Write out each line of the records that has "match" in it.

■ ■ ■ ■ ■ ■ ■

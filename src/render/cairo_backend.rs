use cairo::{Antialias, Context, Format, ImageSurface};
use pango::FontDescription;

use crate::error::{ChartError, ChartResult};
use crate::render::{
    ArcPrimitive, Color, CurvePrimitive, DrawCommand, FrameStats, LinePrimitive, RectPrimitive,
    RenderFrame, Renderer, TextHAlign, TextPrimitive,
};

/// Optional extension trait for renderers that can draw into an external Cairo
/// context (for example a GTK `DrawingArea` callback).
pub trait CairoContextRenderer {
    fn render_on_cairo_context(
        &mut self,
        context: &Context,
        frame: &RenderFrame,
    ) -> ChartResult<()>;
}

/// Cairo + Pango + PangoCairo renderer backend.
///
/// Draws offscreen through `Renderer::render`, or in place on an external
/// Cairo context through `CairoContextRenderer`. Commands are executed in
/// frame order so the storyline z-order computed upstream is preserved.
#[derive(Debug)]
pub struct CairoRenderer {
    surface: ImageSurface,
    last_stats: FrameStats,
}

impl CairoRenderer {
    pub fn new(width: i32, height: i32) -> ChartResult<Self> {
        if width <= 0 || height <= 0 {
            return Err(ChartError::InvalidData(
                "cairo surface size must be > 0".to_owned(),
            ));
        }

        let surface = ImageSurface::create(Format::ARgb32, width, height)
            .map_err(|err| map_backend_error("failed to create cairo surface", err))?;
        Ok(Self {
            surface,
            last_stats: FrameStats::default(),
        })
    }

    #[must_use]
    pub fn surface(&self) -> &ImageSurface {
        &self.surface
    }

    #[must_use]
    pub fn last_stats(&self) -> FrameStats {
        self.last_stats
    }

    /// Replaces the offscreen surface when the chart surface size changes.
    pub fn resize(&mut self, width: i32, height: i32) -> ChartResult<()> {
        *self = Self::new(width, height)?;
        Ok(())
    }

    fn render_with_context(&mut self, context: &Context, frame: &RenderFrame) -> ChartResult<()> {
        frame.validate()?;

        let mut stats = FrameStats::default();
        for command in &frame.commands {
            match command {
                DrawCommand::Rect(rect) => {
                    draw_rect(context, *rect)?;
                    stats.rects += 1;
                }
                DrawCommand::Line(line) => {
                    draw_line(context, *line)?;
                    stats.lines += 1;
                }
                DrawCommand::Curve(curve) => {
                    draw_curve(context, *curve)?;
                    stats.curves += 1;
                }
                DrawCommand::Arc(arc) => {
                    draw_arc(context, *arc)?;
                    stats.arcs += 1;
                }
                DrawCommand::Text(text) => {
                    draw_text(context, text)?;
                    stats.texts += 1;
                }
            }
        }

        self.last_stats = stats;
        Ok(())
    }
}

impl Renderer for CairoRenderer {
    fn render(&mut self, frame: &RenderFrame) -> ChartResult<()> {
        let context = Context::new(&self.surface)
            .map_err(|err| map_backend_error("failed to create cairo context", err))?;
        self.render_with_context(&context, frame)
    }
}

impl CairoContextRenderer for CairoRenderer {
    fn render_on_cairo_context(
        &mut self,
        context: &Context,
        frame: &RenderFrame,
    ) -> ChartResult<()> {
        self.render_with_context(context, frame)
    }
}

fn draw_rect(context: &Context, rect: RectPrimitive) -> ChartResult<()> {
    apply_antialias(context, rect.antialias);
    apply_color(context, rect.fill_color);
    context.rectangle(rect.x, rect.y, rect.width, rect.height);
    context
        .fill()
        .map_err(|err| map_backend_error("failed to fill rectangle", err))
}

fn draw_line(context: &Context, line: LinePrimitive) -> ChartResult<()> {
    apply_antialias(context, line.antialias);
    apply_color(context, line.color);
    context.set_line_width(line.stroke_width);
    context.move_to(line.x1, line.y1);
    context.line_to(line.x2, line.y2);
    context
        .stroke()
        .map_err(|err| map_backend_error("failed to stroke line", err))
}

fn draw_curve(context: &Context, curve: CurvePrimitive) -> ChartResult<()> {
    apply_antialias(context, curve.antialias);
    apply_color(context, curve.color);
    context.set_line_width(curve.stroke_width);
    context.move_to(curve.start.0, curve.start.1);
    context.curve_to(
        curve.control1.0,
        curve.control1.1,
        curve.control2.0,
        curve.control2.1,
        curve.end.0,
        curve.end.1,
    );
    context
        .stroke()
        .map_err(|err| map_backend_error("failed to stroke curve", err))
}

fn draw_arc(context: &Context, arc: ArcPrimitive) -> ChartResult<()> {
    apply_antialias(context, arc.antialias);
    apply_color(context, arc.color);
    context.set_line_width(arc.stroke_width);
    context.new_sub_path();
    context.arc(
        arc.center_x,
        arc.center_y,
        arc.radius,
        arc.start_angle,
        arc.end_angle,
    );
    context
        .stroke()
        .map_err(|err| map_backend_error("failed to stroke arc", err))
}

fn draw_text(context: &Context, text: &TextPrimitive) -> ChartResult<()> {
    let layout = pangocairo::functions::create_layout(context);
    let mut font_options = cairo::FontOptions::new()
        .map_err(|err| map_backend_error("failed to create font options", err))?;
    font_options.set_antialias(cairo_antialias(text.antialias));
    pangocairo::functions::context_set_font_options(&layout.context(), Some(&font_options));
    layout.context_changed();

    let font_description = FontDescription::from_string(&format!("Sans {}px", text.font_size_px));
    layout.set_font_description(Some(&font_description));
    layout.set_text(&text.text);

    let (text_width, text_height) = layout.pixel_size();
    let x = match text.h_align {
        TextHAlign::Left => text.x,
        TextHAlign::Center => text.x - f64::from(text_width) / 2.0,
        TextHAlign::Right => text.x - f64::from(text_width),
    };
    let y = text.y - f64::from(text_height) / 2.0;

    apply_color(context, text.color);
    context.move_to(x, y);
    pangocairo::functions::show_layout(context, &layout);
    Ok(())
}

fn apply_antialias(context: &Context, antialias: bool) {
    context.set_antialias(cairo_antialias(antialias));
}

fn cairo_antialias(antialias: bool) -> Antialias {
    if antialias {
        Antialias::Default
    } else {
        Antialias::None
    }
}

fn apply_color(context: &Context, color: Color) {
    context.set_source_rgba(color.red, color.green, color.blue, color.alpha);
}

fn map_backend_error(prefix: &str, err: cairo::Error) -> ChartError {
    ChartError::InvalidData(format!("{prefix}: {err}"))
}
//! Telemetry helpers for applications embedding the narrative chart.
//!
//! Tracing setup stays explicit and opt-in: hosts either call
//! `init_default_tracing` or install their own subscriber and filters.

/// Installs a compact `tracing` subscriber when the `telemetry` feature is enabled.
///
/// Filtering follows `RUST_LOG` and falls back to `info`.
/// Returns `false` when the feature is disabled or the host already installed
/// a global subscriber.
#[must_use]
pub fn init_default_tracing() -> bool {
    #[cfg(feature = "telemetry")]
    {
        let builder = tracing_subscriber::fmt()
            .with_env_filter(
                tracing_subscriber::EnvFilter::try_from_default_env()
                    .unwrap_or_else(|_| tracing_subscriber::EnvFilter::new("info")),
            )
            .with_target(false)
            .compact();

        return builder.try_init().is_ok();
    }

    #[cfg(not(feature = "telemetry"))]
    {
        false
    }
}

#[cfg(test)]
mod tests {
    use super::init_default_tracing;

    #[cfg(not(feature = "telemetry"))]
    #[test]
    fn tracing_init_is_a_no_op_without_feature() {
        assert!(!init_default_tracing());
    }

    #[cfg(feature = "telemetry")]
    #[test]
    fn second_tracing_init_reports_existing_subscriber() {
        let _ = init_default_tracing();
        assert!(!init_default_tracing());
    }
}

■ ■ ■ ■ ■ ■ ■

- Reply to the task:
            match command {
    let x = match text.h_align {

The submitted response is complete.